At SIM we love to move often, move well and move differently because movement is an essential component of healthy living, and underpins our physical and athletic performance. It is easy to fall into bad habits, get a bit lazy and stick to the basics when we go to the gym, focusing on the same exercises, machines and movements we always use.
We like to vary the way we move, and load movement so that we can adapt in different ways. We have a fantastic ability to learn, even as we age, but for some reason we often choose not to and fall into the same movement routines.

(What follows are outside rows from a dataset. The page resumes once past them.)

//! Discrete proposers moving fields between winding sectors.

use std::f64::consts::TAU;
use std::sync::Arc;

use hmc_core::errors::ErrorInfo;
use hmc_core::{
    Action, Complex64, Configuration, Group, Hamiltonian, HmcError, Lattice, RngHandle,
    TrajectoryRecord,
};
use rand::seq::index;

use crate::evolver::{Evolver, LoadContext};
use crate::manager::EvolverManager;
use crate::selector::Selector;

fn ensure_count(kind: &str, count: usize, lattice: &Lattice) -> Result<(), HmcError> {
    if count == 0 || count > lattice.latt_size() {
        return Err(HmcError::Config(
            ErrorInfo::new("invalid-jump-count", "jump count must be in 1..=latt_size")
                .with_context("evolver", kind)
                .with_context("count", count.to_string())
                .with_context("latt_size", lattice.latt_size().to_string()),
        ));
    }
    Ok(())
}

fn ensure_length(phi: &Configuration, lattice: &Lattice) -> Result<(), HmcError> {
    if phi.len() != lattice.latt_size() {
        return Err(HmcError::Config(
            ErrorInfo::new("length-mismatch", "configuration does not match the lattice")
                .with_context("phi_len", phi.len().to_string())
                .with_context("latt_size", lattice.latt_size().to_string()),
        ));
    }
    Ok(())
}

fn decide(
    hamiltonian: &Hamiltonian,
    selector: Selector,
    current: &TrajectoryRecord,
    candidate: Vec<Complex64>,
    rng: &mut RngHandle,
) -> Result<TrajectoryRecord, HmcError> {
    let action = hamiltonian.eval_action(&candidate)?;
    if selector.select(current.action, action, Complex64::new(0.0, 0.0), rng)? {
        Ok(TrajectoryRecord::new(Configuration::from_vec(candidate), action, 1))
    } else {
        Ok(current.rejected())
    }
}

/// Shifts `n_jumps` distinct sites by `±2π`.
#[derive(Debug)]
pub struct TwoPiJumps {
    hamiltonian: Hamiltonian,
    lattice: Arc<Lattice>,
    n_jumps: usize,
    selector: Selector,
}

impl TwoPiJumps {
    /// Registered type name.
    pub const TYPE_NAME: &'static str = "TwoPiJumps";

    /// Creates the proposer.
    pub fn new(
        action: Arc<dyn Action>,
        lattice: Arc<Lattice>,
        n_jumps: usize,
    ) -> Result<Self, HmcError> {
        ensure_count(Self::TYPE_NAME, n_jumps, &lattice)?;
        Ok(Self {
            hamiltonian: Hamiltonian::new(action),
            lattice,
            n_jumps,
            selector: Selector::default(),
        })
    }

    /// Sets the accept/reject rule.
    pub fn with_selector(mut self, selector: Selector) -> Self {
        self.selector = selector;
        self
    }

    /// Loader registered with the [`EvolverManager`].
    pub fn from_store(
        group: &Group,
        _manager: &EvolverManager,
        ctx: &LoadContext,
    ) -> Result<Box<dyn Evolver>, HmcError> {
        let evolver = Self::new(
            Arc::clone(&ctx.action),
            Arc::clone(&ctx.lattice),
            group.read("n_jumps")?,
        )?
        .with_selector(group.read("selector")?);
        Ok(Box::new(evolver))
    }
}

impl Evolver for TwoPiJumps {
    fn type_name(&self) -> &'static str {
        Self::TYPE_NAME
    }

    fn evolve(
        &mut self,
        current: &TrajectoryRecord,
        rng: &mut RngHandle,
    ) -> Result<TrajectoryRecord, HmcError> {
        ensure_length(&current.phi, &self.lattice)?;
        let mut candidate = current.phi.to_vec();
        for site in index::sample(rng.inner_mut(), candidate.len(), self.n_jumps) {
            let shift = if rng.uniform() < 0.5 { -TAU } else { TAU };
            candidate[site] += shift;
        }
        decide(&self.hamiltonian, self.selector, current, candidate, rng)
    }

    fn save(&self, group: &mut Group, _manager: &EvolverManager) -> Result<(), HmcError> {
        group.write("n_jumps", &self.n_jumps)?;
        group.write("selector", &self.selector)
    }
}

/// Shifts the winding number `round(Re φ / 2π)` of `n_sites` distinct sites
/// by a nonzero integer drawn uniformly from `[-max_winding, max_winding]`.
///
/// Shifts `k` and `-k` are equally likely from every state and the fractional
/// part of every site is kept, so the proposal is symmetric.
#[derive(Debug)]
pub struct UniformJump {
    hamiltonian: Hamiltonian,
    lattice: Arc<Lattice>,
    n_sites: usize,
    max_winding: i64,
    selector: Selector,
}

impl UniformJump {
    /// Registered type name.
    pub const TYPE_NAME: &'static str = "UniformJump";

    /// Creates the proposer.
    pub fn new(
        action: Arc<dyn Action>,
        lattice: Arc<Lattice>,
        n_sites: usize,
        max_winding: i64,
    ) -> Result<Self, HmcError> {
        ensure_count(Self::TYPE_NAME, n_sites, &lattice)?;
        if max_winding < 1 {
            return Err(HmcError::Config(
                ErrorInfo::new("invalid-winding", "max_winding must be at least 1")
                    .with_context("max_winding", max_winding.to_string()),
            ));
        }
        Ok(Self {
            hamiltonian: Hamiltonian::new(action),
            lattice,
            n_sites,
            max_winding,
            selector: Selector::default(),
        })
    }

    /// Sets the accept/reject rule.
    pub fn with_selector(mut self, selector: Selector) -> Self {
        self.selector = selector;
        self
    }

    /// Winding number of a single field value, saturating for huge fields.
    pub fn winding(value: Complex64) -> i64 {
        (value.re / TAU).round() as i64
    }

    /// Draws a nonzero winding shift with one generator call.
    fn draw_shift(&self, rng: &mut RngHandle) -> i64 {
        let k = rng.uniform_int(-self.max_winding, self.max_winding - 1);
        if k >= 0 {
            k + 1
        } else {
            k
        }
    }

    /// Loader registered with the [`EvolverManager`].
    pub fn from_store(
        group: &Group,
        _manager: &EvolverManager,
        ctx: &LoadContext,
    ) -> Result<Box<dyn Evolver>, HmcError> {
        let evolver = Self::new(
            Arc::clone(&ctx.action),
            Arc::clone(&ctx.lattice),
            group.read("n_sites")?,
            group.read("max_winding")?,
        )?
        .with_selector(group.read("selector")?);
        Ok(Box::new(evolver))
    }
}

impl Evolver for UniformJump {
    fn type_name(&self) -> &'static str {
        Self::TYPE_NAME
    }

    fn evolve(
        &mut self,
        current: &TrajectoryRecord,
        rng: &mut RngHandle,
    ) -> Result<TrajectoryRecord, HmcError> {
        ensure_length(&current.phi, &self.lattice)?;
        let mut candidate = current.phi.to_vec();
        for site in index::sample(rng.inner_mut(), candidate.len(), self.n_sites) {
            let shift = self.draw_shift(rng);
            candidate[site] += TAU * shift as f64;
        }
        decide(&self.hamiltonian, self.selector, current, candidate, rng)
    }

    fn save(&self, group: &mut Group, _manager: &EvolverManager) -> Result<(), HmcError> {
        group.write("n_sites", &self.n_sites)?;
        group.write("max_winding", &self.max_winding)?;
        group.write("selector", &self.selector)
    }
}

Ground-to-stand movements, which involve transitioning from a seated or lying position on the ground to standing, are an incredibly important element in a SIM training program, for several reasons related to both performance and longevity goals:
- Functional Strength: These movements involve multiple muscle groups, including the core, legs, and upper body. They help build functional strength that can improve everyday activities such as getting up from a chair, sitting down, and moving around.
- Balance and Coordination: Ground-to-stand movements require balance and coordination to execute properly. Improving these aspects can help prevent falls and injuries, especially as people age.
- Mobility and Flexibility: These movements help maintain and improve mobility and flexibility in the joints, which can decrease the risk of injury and improve overall movement quality.
- Muscle Activation: Transitioning from ground to standing activates various muscle groups throughout the body, including stabilising muscles that are often neglected in other types of training.
- Cardiovascular Health: Ground-to-stand movements can also be cardiovascular exercises, particularly when done repeatedly or at a high intensity. This can improve heart health and endurance.
- Aging and Longevity: The ability to easily transition from the ground to standing is a predictor of longevity and quality of life, especially in older adults. It can indicate good overall health and functional ability.
- Improved Athletic Performance: For athletes, these movements can improve agility, power, and the ability to quickly transition between different positions, which is important in many sports.
- Body Awareness: These movements require awareness of body position and movement patterns, which can translate to better form and technique in other exercises and activities.
So if you find you are grunting and groaning a bit each time you get up and down from the floor, Or feel back pain and knee pain when you are doing simple activities or playing with the kids it may be time to Incorporate ground-to-stand movements in your training program. They can help you improve functional fitness and overall well-being, making daily activities easier and reducing the risk of feeling like a 90 yr old at 45!